Hi, I am currently working on data obtained from an RNA-seq experiment, paired-end with 150bp read length. I performed some quality control by running FASTQC (version 0.11.5) on my fastq files.
I apologize that this may become a long post, but I usually want to include as much details as possible.
To begin with, the per base sequence quality is very good, and also the per sequence quality scores (figures below).
However, the adapter content plot looks very strange (below). I have never seen this before when analyzing NGS data. As far as I know it is mostly common to find adapter contamination in the 3' end of reads, at least for the Illumina platform. Here on the other hand, given that I understand this plot correctly, most of the adapters is in the 5' end (actually, already at the second position about 80% of reads have seen adapter sequences) while there is a smaller increase in the accumulative adapter content moving towards the 3' end.
Also, the adapters identified by FASTQ are all labeled as "nextera transposase sequence" which is normally used in ATAC-seq experiments (which we also have done in the scope of the same project). I will get back to the guys preparing the libraries and see what they say about this.
These adapter contaminants are probably the reason for the failing of the other FASTQC modules.
Per Base Sequence Content: While this module typically always fails, I have never seen one as bad as this one. First off, there is about 85%-100% content of T at the first position of reads across all samples. Also, the first two samples (let's call them sample1 and sample2) show 85-90% G content across the entire second half of the reads. This is very clear when examining the plot for Sample 1 alone.
GC content: Accordingly, the GC content plot does not look very good, especially the "peak" with the highest points corresponding to sample1 and sample2.
Overrepresented sequences and duplication levels: And here again the worst sample seem to be sample 1 and 2.
Next, I decided to remove the adapter sequences with the bbduk tool using the following command (in a loop that takes the read pairs each time):
bbduk.sh in1=sample_R1.fq.gz" in2=sample_R2.fq.gz" out1=sample_R1_clean.fq.gz out2=sample_R2_clean.fq.gz ref=/.../bbmap/resources/adapters.fa threads=8 ktrim=l k=23 mink=11 hdist=1 qtrim=rl trimq=30 minlength=25 tpe tbo
I removed adapters from left side because according to the FASTQC output above most adapter contamination seems to be there. I also trimmed from both ends for quality < 30 and removed reads with a post-trimming length below 25bp. Through this process, between 25% to 50% of reads where removed from the samples.
So long story short, below is the same FASTQ plots as before but now on the trimmed data. No adapter sequences was detected, but the rest of the results still looks wierd. The Per Base Sequence Content is now somehow inverted, with close to 90% "G" the first half of the reads. And the GC content plot is of course not much better.
I hope that someone out there got an idea of what might have gone wrong here, and what I could do to solve it. Is my trimming approach wrong, or does it seem that the problem is on the sequencing?
Best regards / Simon
Hi GenoMax, thank you for your quick reply.

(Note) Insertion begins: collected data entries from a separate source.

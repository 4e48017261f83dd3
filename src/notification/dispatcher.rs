use super::{Notification, NotificationChannel};
use crate::db::models::alert_models::Alert;
use crate::db::models::user_models::Recipient;
use anyhow::Result;
use async_trait::async_trait;
use log::{debug, error, info};
use std::sync::Arc;

/// Source of elevated-role accounts that receive alert notifications
#[async_trait]
pub trait RecipientDirectory: Send + Sync {
    /// Active admin/supervisor accounts with a contact address
    async fn elevated_recipients(&self) -> Result<Vec<Recipient>>;
}

/// Display names the notification needs besides the alert itself
#[derive(Debug, Clone, Default)]
pub struct AlertContext {
    pub site_name: String,
    pub guard_name: Option<String>,
}

#[derive(Debug, Clone, PartialEq)]
pub enum DispatchOutcome {
    /// Severity below high; stored only
    BelowThreshold,
    /// Nobody to notify
    NoRecipients,
    Delivered { recipients: usize },
    /// Delivery failed; the alert itself is unaffected
    Failed { reason: String },
}

/// Turns high/critical alerts into exactly one delivery attempt.
///
/// Recipients are looked up on every dispatch so role changes apply
/// immediately. Failures are logged and reported in the outcome, never
/// returned as errors, so callers cannot roll back the stored alert.
pub struct AlertDispatcher {
    directory: Arc<dyn RecipientDirectory>,
    channel: Arc<dyn NotificationChannel>,
}

impl AlertDispatcher {
    pub fn new(directory: Arc<dyn RecipientDirectory>, channel: Arc<dyn NotificationChannel>) -> Self {
        Self { directory, channel }
    }

    pub async fn dispatch(&self, alert: &Alert, context: &AlertContext) -> DispatchOutcome {
        if !alert.severity.requires_dispatch() {
            debug!(
                "Alert {} has severity {}, not dispatching",
                alert.id, alert.severity
            );
            return DispatchOutcome::BelowThreshold;
        }

        let recipients = match self.directory.elevated_recipients().await {
            Ok(recipients) => recipients,
            Err(e) => {
                error!("Failed to resolve recipients for alert {}: {}", alert.id, e);
                return DispatchOutcome::Failed {
                    reason: e.to_string(),
                };
            }
        };

        let mut addresses: Vec<String> = recipients
            .into_iter()
            .map(|recipient| recipient.email)
            .filter(|email| !email.trim().is_empty())
            .collect();
        addresses.sort();
        addresses.dedup();

        if addresses.is_empty() {
            info!("No elevated recipients for alert {}, skipping", alert.id);
            return DispatchOutcome::NoRecipients;
        }

        let notification = Notification {
            recipients: addresses,
            subject: alert.alert_type.title().to_string(),
            severity_label: alert.severity.label().to_string(),
            message: alert.message.clone(),
            site_name: context.site_name.clone(),
            guard_name: context.guard_name.clone(),
            timestamp: alert.created_at,
        };

        match self.channel.send(&notification).await {
            Ok(()) => {
                info!(
                    "Alert {} dispatched via {} to {} recipient(s)",
                    alert.id,
                    self.channel.name(),
                    notification.recipients.len()
                );
                DispatchOutcome::Delivered {
                    recipients: notification.recipients.len(),
                }
            }
            Err(e) => {
                error!(
                    "Failed to dispatch alert {} via {}: {}",
                    alert.id,
                    self.channel.name(),
                    e
                );
                DispatchOutcome::Failed {
                    reason: e.to_string(),
                }
            }
        }
    }
}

This is a plain bulk RNA-seq experiment (Novaseq S4 PE150). I got the information spreadsheet together with the data. RNA extracted from cultured cell lines.
My co-worker who did the library preparation is currently on holidays until next week. I will discuss this with him once he is back. The libraries were sent to an external company for sequencing, so we will probably also get back to them to hear their opinion.
I will have a look at the blog posts you linked to, thank you. Actually, I have read the first one before, and the main conclusion I draw from it is that we probably need to redo the library preparation.
I will also look into the polyG trim option in bbduk. Should I do this separately or can I just add it into the same command as the adapter removal and quality trimming?
See what additional information you can glean from your co-worker but it is possible that these libraries failed in some way. You should get some idea from the leftover data, if it is any good. You can add polyG trim options to your
bbduk.sh
command.Ok, I will add polyG trim and see if downstream analyses makes any sense.
I just have some additional questions:
You may have very short or no inserts (i.e. adapter dimers) in your data. Normally there should be no adapter on 5' end of reads in normal illumina libraries unless something non standard is being done.
Log from
bbduk.sh
should be instructive. You must be losing a large % of data post trimming.Yes, between 30% and 60% of reads are removed from the samples. The worst is when trimming the ones I named "sample1" and "sample2" in the post above. The bbduk log for these looks like this:
So, only about 7% of data is left. I will remove these samples from further analysis. If the QC looks ok then I may be able to extract some information from it.
This is not good news. I hope you find an explanation of what went wrong. It would be difficult to trust that 7% data.